**What to work on:** Reproduce the records below exactly as they appear.

Saved entries
:::

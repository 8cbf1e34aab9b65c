//! # Ride Dispatch Testing
//!
//! Test doubles for the ride dispatch engine.
//!
//! This crate provides:
//! - Deterministic clocks ([`FixedClock`], [`ManualClock`])
//! - In-memory storage ([`InMemoryPresenceStore`], [`InMemoryRideStore`])
//! - A configurable onboarding collaborator ([`StaticEligibility`])
//! - Fault and race injection ([`FaultyRideStore`], [`GatedRideStore`])
//! - Given-When-Then reducer tests ([`ReducerTest`])
//!
//! ## Example
//!
//! ```ignore
//! use ride_dispatch_testing::{InMemoryPresenceStore, InMemoryRideStore, ManualClock, test_clock};
//!
//! #[tokio::test]
//! async fn offer_expires() {
//!     let clock = ManualClock::new(test_clock().now());
//!     let engine = test_engine(&clock);
//!     // ...
//!     clock.advance(chrono::Duration::minutes(3));
//! }
//! ```

use chrono::{DateTime, Duration, Utc};
use ride_dispatch_core::environment::Clock;

pub mod presence_mocks;
pub mod reducer_test;
pub mod ride_mocks;

/// Mock implementations of Environment traits
pub mod mocks {
    use super::{Clock, DateTime, Duration, Utc};
    use std::sync::{Arc, RwLock};

    /// Fixed clock for deterministic tests
    ///
    /// Always returns the same time, making tests reproducible.
    ///
    /// # Example
    ///
    /// ```
    /// use ride_dispatch_testing::mocks::FixedClock;
    /// use ride_dispatch_core::environment::Clock;
    /// use chrono::Utc;
    ///
    /// let clock = FixedClock::new(Utc::now());
    /// let time1 = clock.now();
    /// let time2 = clock.now();
    /// assert_eq!(time1, time2); // Always the same!
    /// ```
    #[derive(Debug, Clone)]
    pub struct FixedClock {
        time: DateTime<Utc>,
    }

    impl FixedClock {
        /// Create a new fixed clock with the given time
        #[must_use]
        pub const fn new(time: DateTime<Utc>) -> Self {
            Self { time }
        }
    }

    impl Clock for FixedClock {
        fn now(&self) -> DateTime<Utc> {
            self.time
        }
    }

    /// Create a default fixed clock for tests (2025-01-01 00:00:00 UTC)
    ///
    /// # Panics
    ///
    /// This function will panic if the hardcoded timestamp fails to parse,
    /// which should never happen in practice.
    #[must_use]
    #[allow(clippy::expect_used)]
    pub fn test_clock() -> FixedClock {
        FixedClock::new(
            DateTime::parse_from_rfc3339("2025-01-01T00:00:00Z")
                .expect("hardcoded timestamp should always parse")
                .with_timezone(&Utc),
        )
    }

    /// Clock that only moves when told to.
    ///
    /// Clones share the same time, so a test can hold one handle and give
    /// another to the engine.
    ///
    /// ```
    /// use ride_dispatch_testing::mocks::ManualClock;
    /// use ride_dispatch_core::environment::Clock;
    /// use chrono::{Duration, Utc};
    ///
    /// let clock = ManualClock::new(Utc::now());
    /// let engine_view = clock.clone();
    /// let before = engine_view.now();
    /// clock.advance(Duration::minutes(3));
    /// assert_eq!(engine_view.now() - before, Duration::minutes(3));
    /// ```
    #[derive(Debug, Clone)]
    pub struct ManualClock {
        time: Arc<RwLock<DateTime<Utc>>>,
    }

    impl ManualClock {
        /// Start the clock at `time`.
        #[must_use]
        pub fn new(time: DateTime<Utc>) -> Self {
            Self {
                time: Arc::new(RwLock::new(time)),
            }
        }

        /// Move the clock forward by `by`.
        #[allow(clippy::unwrap_used)]
        pub fn advance(&self, by: Duration) {
            let mut time = self.time.write().unwrap();
            *time += by;
        }

        /// Jump to an absolute time.
        #[allow(clippy::unwrap_used)]
        pub fn set(&self, time: DateTime<Utc>) {
            *self.time.write().unwrap() = time;
        }
    }

    impl Default for ManualClock {
        fn default() -> Self {
            Self::new(test_clock().now())
        }
    }

    impl Clock for ManualClock {
        #[allow(clippy::unwrap_used)]
        fn now(&self) -> DateTime<Utc> {
            *self.time.read().unwrap()
        }
    }
}

// Re-export commonly used items
pub use mocks::{FixedClock, ManualClock, test_clock};
pub use presence_mocks::InMemoryPresenceStore;
pub use reducer_test::{ReducerTest, assertions};
pub use ride_mocks::{FaultyRideStore, GatedRideStore, InMemoryRideStore, StaticEligibility};
//! Offer expiry.
//!
//! Expiry is evaluated lazily on every read and transition through
//! [`is_expired`]. The [`ExpirySweeper`] additionally persists
//! `offered → expired` in the background so history queries see the final
//! status and drivers are released without waiting for the next bind.

use crate::metrics;
use chrono::{DateTime, Utc};
use ride_dispatch_core::environment::Clock;
use ride_dispatch_core::error::{DispatchError, Result};
use ride_dispatch_core::ride::Ride;
use ride_dispatch_core::store::RideStore;
use std::sync::Arc;
use std::time::Duration;
use tokio::sync::broadcast;
use tracing::{info, warn};

/// `ride.status == offered && now > ride.expires_at`.
#[must_use]
pub fn is_expired(ride: &Ride, now: DateTime<Utc>) -> bool {
    ride.is_offer_expired(now)
}

/// Periodically persists expiry for lapsed offers.
pub struct ExpirySweeper {
    rides: Arc<dyn RideStore>,
    clock: Arc<dyn Clock>,
    interval: Duration,
    shutdown: broadcast::Receiver<()>,
}

impl ExpirySweeper {
    /// Create a sweeper running every `interval` until `shutdown` fires.
    #[must_use]
    pub fn new(
        rides: Arc<dyn RideStore>,
        clock: Arc<dyn Clock>,
        interval: Duration,
        shutdown: broadcast::Receiver<()>,
    ) -> Self {
        Self {
            rides,
            clock,
            interval,
            shutdown,
        }
    }

    /// Spawn the sweeper as a background task.
    ///
    /// A failed sweep is logged and retried on the next tick.
    #[must_use]
    pub fn spawn(mut self) -> tokio::task::JoinHandle<()> {
        tokio::spawn(async move {
            self.run().await;
        })
    }

    async fn run(&mut self) {
        info!(interval = ?self.interval, "Offer expiry sweeper started");

        loop {
            tokio::select! {
                _ = self.shutdown.recv() => {
                    info!("Offer expiry sweeper received shutdown signal");
                    break;
                }
                () = tokio::time::sleep(self.interval) => {
                    if let Err(e) = sweep_once(self.rides.as_ref(), self.clock.as_ref()).await {
                        warn!(error = %e, "Offer expiry sweep failed, retrying next tick");
                    }
                }
            }
        }

        info!("Offer expiry sweeper stopped");
    }
}

/// Expire every offer that lapsed before the clock's current time.
///
/// # Errors
///
/// Returns [`DispatchError::Unavailable`] if the ride store failed.
pub async fn sweep_once(rides: &dyn RideStore, clock: &dyn Clock) -> Result<u64> {
    let expired = rides.expire_offers(clock.now()).await.map_err(|e| {
        metrics::record_storage_fault("rides.expire_offers");
        DispatchError::from(e)
    })?;

    if expired > 0 {
        info!(expired, "Expired lapsed offers");
        metrics::record_offers_expired(expired);
    }
    Ok(expired)
}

:::

**Answer to this problem:**
repository 8cbf1e34aab9b65c
//! # Ride Dispatch Testing
//!
//! Test doubles for the ride dispatch engine.
//!
//! This crate provides:
//! - Deterministic clocks ([`FixedClock`], [`ManualClock`])
//! - In-memory storage ([`InMemoryPresenceStore`], [`InMemoryRideStore`])
//! - A configurable onboarding collaborator ([`StaticEligibility`])
//! - Fault and race injection ([`FaultyRideStore`], [`GatedRideStore`])
//! - Given-When-Then reducer tests ([`ReducerTest`])
//!
//! ## Example
//!
//! ```ignore
//! use ride_dispatch_testing::{InMemoryPresenceStore, InMemoryRideStore, ManualClock, test_clock};
//!
//! #[tokio::test]
//! async fn offer_expires() {
//!     let clock = ManualClock::new(test_clock().now());
//!     let engine = test_engine(&clock);
//!     // ...
//!     clock.advance(chrono::Duration::minutes(3));
//! }
//! ```

use chrono::{DateTime, Duration, Utc};
use ride_dispatch_core::environment::Clock;

pub mod presence_mocks;
pub mod reducer_test;
pub mod ride_mocks;

/// Mock implementations of Environment traits
pub mod mocks {
    use super::{Clock, DateTime, Duration, Utc};
    use std::sync::{Arc, RwLock};

    /// Fixed clock for deterministic tests
    ///
    /// Always returns the same time, making tests reproducible.
    ///
    /// # Example
    ///
    /// ```
    /// use ride_dispatch_testing::mocks::FixedClock;
    /// use ride_dispatch_core::environment::Clock;
    /// use chrono::Utc;
    ///
    /// let clock = FixedClock::new(Utc::now());
    /// let time1 = clock.now();
    /// let time2 = clock.now();
    /// assert_eq!(time1, time2); // Always the same!
    /// ```
    #[derive(Debug, Clone)]
    pub struct FixedClock {
        time: DateTime<Utc>,
    }

    impl FixedClock {
        /// Create a new fixed clock with the given time
        #[must_use]
        pub const fn new(time: DateTime<Utc>) -> Self {
            Self { time }
        }
    }

    impl Clock for FixedClock {
        fn now(&self) -> DateTime<Utc> {
            self.time
        }
    }

    /// Create a default fixed clock for tests (2025-01-01 00:00:00 UTC)
    ///
    /// # Panics
    ///
    /// This function will panic if the hardcoded timestamp fails to parse,
    /// which should never happen in practice.
    #[must_use]
    #[allow(clippy::expect_used)]
    pub fn test_clock() -> FixedClock {
        FixedClock::new(
            DateTime::parse_from_rfc3339("2025-01-01T00:00:00Z")
                .expect("hardcoded timestamp should always parse")
                .with_timezone(&Utc),
        )
    }

    /// Clock that only moves when told to.
    ///
    /// Clones share the same time, so a test can hold one handle and give
    /// another to the engine.
    ///
    /// ```
    /// use ride_dispatch_testing::mocks::ManualClock;
    /// use ride_dispatch_core::environment::Clock;
    /// use chrono::{Duration, Utc};
    ///
    /// let clock = ManualClock::new(Utc::now());
    /// let engine_view = clock.clone();
    /// let before = engine_view.now();
    /// clock.advance(Duration::minutes(3));
    /// assert_eq!(engine_view.now() - before, Duration::minutes(3));
    /// ```
    #[derive(Debug, Clone)]
    pub struct ManualClock {
        time: Arc<RwLock<DateTime<Utc>>>,
    }

    impl ManualClock {
        /// Start the clock at `time`.
        #[must_use]
        pub fn new(time: DateTime<Utc>) -> Self {
            Self {
                time: Arc::new(RwLock::new(time)),
            }
        }

        /// Move the clock forward by `by`.
        #[allow(clippy::unwrap_used)]
        pub fn advance(&self, by: Duration) {
            let mut time = self.time.write().unwrap();
            *time += by;
        }

        /// Jump to an absolute time.
        #[allow(clippy::unwrap_used)]
        pub fn set(&self, time: DateTime<Utc>) {
            *self.time.write().unwrap() = time;
        }
    }

    impl Default for ManualClock {
        fn default() -> Self {
            Self::new(test_clock().now())
        }
    }

    impl Clock for ManualClock {
        #[allow(clippy::unwrap_used)]
        fn now(&self) -> DateTime<Utc> {
            *self.time.read().unwrap()
        }
    }
}

// Re-export commonly used items
pub use mocks::{FixedClock, ManualClock, test_clock};
pub use presence_mocks::InMemoryPresenceStore;
pub use reducer_test::{ReducerTest, assertions};
pub use ride_mocks::{FaultyRideStore, GatedRideStore, InMemoryRideStore, StaticEligibility};
//! Offer expiry.
//!
//! Expiry is evaluated lazily on every read and transition through
//! [`is_expired`]. The [`ExpirySweeper`] additionally persists
//! `offered → expired` in the background so history queries see the final
//! status and drivers are released without waiting for the next bind.

use crate::metrics;
use chrono::{DateTime, Utc};
use ride_dispatch_core::environment::Clock;
use ride_dispatch_core::error::{DispatchError, Result};
use ride_dispatch_core::ride::Ride;
use ride_dispatch_core::store::RideStore;
use std::sync::Arc;
use std::time::Duration;
use tokio::sync::broadcast;
use tracing::{info, warn};

/// `ride.status == offered && now > ride.expires_at`.
#[must_use]
pub fn is_expired(ride: &Ride, now: DateTime<Utc>) -> bool {
    ride.is_offer_expired(now)
}

/// Periodically persists expiry for lapsed offers.
pub struct ExpirySweeper {
    rides: Arc<dyn RideStore>,
    clock: Arc<dyn Clock>,
    interval: Duration,
    shutdown: broadcast::Receiver<()>,
}

impl ExpirySweeper {
    /// Create a sweeper running every `interval` until `shutdown` fires.
    #[must_use]
    pub fn new(
        rides: Arc<dyn RideStore>,
        clock: Arc<dyn Clock>,
        interval: Duration,
        shutdown: broadcast::Receiver<()>,
    ) -> Self {
        Self {
            rides,
            clock,
            interval,
            shutdown,
        }
    }

    /// Spawn the sweeper as a background task.
    ///
    /// A failed sweep is logged and retried on the next tick.
    #[must_use]
    pub fn spawn(mut self) -> tokio::task::JoinHandle<()> {
        tokio::spawn(async move {
            self.run().await;
        })
    }

    async fn run(&mut self) {
        info!(interval = ?self.interval, "Offer expiry sweeper started");

        loop {
            tokio::select! {
                _ = self.shutdown.recv() => {
                    info!("Offer expiry sweeper received shutdown signal");
                    break;
                }
                () = tokio::time::sleep(self.interval) => {
                    if let Err(e) = sweep_once(self.rides.as_ref(), self.clock.as_ref()).await {
                        warn!(error = %e, "Offer expiry sweep failed, retrying next tick");
                    }
                }
            }
        }

        info!("Offer expiry sweeper stopped");
    }
}

/// Expire every offer that lapsed before the clock's current time.
///
/// # Errors
///
/// Returns [`DispatchError::Unavailable`] if the ride store failed.
pub async fn sweep_once(rides: &dyn RideStore, clock: &dyn Clock) -> Result<u64> {
    let expired = rides.expire_offers(clock.now()).await.map_err(|e| {
        metrics::record_storage_fault("rides.expire_offers");
        DispatchError::from(e)
    })?;

    if expired > 0 {
        info!(expired, "Expired lapsed offers");
        metrics::record_offers_expired(expired);
    }
    Ok(expired)
}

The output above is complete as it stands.